(Dataset entries)
=== Begin Enclosure ===

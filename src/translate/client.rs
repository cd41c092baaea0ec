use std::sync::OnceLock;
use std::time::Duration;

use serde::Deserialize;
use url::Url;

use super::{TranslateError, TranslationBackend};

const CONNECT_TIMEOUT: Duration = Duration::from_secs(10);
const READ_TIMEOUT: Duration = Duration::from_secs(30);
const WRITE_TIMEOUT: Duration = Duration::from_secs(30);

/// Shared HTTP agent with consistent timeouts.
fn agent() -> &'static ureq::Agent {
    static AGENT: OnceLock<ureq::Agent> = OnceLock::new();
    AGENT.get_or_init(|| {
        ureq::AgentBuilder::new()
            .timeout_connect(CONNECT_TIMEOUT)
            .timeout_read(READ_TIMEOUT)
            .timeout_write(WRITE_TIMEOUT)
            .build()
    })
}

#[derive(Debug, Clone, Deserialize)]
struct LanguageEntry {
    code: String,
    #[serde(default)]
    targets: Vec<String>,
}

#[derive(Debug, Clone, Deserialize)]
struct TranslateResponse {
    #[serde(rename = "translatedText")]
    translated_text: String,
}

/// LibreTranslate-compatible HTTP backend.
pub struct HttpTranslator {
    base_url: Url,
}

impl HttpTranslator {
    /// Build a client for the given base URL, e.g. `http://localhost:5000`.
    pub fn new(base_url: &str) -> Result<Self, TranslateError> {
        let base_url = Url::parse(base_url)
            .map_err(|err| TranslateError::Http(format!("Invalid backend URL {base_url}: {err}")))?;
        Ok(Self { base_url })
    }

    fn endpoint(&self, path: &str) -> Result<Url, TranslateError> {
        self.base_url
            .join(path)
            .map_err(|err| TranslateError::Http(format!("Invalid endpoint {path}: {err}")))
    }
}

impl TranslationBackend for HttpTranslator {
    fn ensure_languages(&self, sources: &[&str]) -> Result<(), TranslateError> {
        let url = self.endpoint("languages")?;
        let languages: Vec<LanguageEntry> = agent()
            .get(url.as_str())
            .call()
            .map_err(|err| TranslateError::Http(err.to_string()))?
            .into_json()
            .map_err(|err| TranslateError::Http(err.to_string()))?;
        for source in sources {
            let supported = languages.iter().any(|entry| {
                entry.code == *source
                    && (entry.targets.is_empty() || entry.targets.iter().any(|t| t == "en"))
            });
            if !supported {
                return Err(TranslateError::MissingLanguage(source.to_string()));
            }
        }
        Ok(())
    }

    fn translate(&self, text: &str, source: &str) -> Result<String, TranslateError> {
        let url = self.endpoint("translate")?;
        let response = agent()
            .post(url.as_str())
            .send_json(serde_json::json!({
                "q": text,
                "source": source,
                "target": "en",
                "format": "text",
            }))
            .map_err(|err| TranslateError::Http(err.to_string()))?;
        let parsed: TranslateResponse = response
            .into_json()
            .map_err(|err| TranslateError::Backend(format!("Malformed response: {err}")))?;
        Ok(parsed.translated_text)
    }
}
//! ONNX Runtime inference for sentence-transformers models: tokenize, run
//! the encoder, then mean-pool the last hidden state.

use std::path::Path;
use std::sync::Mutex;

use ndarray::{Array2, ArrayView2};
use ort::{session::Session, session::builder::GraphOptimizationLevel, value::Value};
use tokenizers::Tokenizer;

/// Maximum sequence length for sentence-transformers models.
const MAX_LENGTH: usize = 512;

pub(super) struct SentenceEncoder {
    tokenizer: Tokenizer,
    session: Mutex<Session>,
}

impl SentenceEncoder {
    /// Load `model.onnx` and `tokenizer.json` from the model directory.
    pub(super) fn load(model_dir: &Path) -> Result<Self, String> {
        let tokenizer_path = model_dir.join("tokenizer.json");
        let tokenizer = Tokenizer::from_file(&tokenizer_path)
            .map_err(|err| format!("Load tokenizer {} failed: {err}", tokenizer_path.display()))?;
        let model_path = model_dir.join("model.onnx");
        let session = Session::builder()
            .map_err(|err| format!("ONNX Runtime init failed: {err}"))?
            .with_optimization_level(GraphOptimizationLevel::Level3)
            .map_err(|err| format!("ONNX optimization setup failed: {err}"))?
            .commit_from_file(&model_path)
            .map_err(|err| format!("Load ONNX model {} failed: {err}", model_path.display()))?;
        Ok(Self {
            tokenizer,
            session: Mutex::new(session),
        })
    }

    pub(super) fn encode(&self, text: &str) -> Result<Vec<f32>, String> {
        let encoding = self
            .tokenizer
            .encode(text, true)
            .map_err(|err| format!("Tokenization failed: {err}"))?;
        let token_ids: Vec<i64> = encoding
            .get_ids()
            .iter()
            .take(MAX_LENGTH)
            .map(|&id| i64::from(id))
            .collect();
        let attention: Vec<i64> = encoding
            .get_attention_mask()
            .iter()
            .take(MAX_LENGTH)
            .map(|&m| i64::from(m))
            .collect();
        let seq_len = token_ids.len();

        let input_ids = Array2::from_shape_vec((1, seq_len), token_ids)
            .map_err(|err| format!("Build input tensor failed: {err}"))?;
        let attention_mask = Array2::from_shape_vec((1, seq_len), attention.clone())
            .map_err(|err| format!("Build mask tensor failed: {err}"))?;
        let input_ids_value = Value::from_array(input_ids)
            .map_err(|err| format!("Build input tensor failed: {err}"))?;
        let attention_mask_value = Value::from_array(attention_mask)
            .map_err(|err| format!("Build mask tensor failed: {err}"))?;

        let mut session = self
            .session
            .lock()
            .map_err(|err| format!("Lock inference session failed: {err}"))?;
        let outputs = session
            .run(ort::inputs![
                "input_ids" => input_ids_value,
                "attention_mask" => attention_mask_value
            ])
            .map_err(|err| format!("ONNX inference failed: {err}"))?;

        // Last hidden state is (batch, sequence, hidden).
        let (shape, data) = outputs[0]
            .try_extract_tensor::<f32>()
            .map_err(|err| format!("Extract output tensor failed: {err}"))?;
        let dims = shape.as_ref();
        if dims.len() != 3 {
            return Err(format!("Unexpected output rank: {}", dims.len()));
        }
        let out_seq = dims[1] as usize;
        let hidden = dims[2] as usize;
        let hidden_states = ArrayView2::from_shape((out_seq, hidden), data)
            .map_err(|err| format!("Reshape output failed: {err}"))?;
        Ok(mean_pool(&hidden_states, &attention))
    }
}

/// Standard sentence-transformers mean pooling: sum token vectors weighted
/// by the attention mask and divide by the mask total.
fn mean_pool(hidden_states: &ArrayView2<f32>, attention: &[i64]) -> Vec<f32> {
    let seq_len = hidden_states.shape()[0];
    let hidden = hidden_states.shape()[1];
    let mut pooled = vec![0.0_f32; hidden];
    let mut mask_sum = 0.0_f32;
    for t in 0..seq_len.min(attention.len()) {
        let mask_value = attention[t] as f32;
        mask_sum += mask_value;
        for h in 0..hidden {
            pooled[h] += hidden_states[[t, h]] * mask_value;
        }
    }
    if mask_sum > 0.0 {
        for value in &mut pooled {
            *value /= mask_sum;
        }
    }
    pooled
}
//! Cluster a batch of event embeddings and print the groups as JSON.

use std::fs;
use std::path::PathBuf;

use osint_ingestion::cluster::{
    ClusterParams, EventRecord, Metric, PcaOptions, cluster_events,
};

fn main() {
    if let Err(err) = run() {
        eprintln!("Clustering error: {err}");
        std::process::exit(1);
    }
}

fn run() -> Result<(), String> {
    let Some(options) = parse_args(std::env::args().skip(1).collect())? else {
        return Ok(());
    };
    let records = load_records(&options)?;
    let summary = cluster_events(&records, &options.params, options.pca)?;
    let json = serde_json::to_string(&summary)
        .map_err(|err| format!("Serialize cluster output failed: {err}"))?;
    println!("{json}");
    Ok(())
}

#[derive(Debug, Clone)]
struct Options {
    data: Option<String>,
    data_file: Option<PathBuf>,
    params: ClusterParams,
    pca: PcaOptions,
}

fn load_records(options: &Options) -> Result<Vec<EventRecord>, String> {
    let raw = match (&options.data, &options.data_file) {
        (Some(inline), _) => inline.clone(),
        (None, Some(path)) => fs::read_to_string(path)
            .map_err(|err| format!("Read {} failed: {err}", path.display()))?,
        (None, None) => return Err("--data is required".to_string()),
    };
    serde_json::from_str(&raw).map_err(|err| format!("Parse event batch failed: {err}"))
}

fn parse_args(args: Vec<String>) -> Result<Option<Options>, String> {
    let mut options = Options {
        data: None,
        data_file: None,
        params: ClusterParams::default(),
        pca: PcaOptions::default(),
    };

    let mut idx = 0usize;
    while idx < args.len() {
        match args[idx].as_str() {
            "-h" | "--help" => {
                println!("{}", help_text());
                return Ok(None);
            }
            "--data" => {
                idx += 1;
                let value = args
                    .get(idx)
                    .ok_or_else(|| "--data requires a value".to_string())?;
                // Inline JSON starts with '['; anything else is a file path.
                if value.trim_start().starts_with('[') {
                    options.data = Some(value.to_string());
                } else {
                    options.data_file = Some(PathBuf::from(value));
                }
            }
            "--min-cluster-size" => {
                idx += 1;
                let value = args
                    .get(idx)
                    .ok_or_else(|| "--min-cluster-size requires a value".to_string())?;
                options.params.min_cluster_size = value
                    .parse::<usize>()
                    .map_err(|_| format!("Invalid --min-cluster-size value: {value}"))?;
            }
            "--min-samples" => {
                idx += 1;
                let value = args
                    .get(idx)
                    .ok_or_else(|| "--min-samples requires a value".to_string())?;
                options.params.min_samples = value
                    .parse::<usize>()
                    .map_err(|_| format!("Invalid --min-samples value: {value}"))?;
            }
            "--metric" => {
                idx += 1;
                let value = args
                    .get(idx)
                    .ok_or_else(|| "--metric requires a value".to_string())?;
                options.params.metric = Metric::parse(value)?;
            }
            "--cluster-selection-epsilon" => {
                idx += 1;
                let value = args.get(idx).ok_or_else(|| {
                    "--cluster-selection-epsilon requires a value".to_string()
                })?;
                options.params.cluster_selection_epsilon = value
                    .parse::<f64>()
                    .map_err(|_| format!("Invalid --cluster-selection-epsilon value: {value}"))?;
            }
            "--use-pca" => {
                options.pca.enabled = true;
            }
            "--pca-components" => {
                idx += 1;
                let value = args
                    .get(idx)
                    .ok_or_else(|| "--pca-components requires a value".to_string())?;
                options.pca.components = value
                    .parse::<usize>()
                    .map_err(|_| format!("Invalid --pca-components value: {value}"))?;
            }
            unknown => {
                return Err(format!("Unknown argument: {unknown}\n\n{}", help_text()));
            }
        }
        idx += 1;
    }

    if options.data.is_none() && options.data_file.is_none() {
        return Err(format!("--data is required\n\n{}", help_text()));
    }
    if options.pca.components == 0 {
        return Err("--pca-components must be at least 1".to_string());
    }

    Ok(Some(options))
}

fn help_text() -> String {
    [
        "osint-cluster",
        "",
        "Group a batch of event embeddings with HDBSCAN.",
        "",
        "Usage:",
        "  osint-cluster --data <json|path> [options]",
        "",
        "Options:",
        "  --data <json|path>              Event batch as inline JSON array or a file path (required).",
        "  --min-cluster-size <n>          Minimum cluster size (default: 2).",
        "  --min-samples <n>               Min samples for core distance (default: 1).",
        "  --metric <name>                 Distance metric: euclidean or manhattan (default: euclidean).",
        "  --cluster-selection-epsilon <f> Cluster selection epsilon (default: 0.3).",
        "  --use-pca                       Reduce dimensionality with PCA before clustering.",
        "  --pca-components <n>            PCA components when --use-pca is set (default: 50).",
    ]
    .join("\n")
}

=== End Enclosure ===

_Your goal:_ Write out the records above exactly, from the opening line to the line with "pub struct HttpTranslator", including both, with nothing added.

_Output below:_
filename src/translate/client.rs
repository cd41c092baaea0ec
use std::sync::OnceLock;
use std::time::Duration;

use serde::Deserialize;
use url::Url;

use super::{TranslateError, TranslationBackend};

const CONNECT_TIMEOUT: Duration = Duration::from_secs(10);
const READ_TIMEOUT: Duration = Duration::from_secs(30);
const WRITE_TIMEOUT: Duration = Duration::from_secs(30);

/// Shared HTTP agent with consistent timeouts.
fn agent() -> &'static ureq::Agent {
    static AGENT: OnceLock<ureq::Agent> = OnceLock::new();
    AGENT.get_or_init(|| {
        ureq::AgentBuilder::new()
            .timeout_connect(CONNECT_TIMEOUT)
            .timeout_read(READ_TIMEOUT)
            .timeout_write(WRITE_TIMEOUT)
            .build()
    })
}

#[derive(Debug, Clone, Deserialize)]
struct LanguageEntry {
    code: String,
    #[serde(default)]
    targets: Vec<String>,
}

#[derive(Debug, Clone, Deserialize)]
struct TranslateResponse {
    #[serde(rename = "translatedText")]
    translated_text: String,
}

/// LibreTranslate-compatible HTTP backend.
pub struct HttpTranslator {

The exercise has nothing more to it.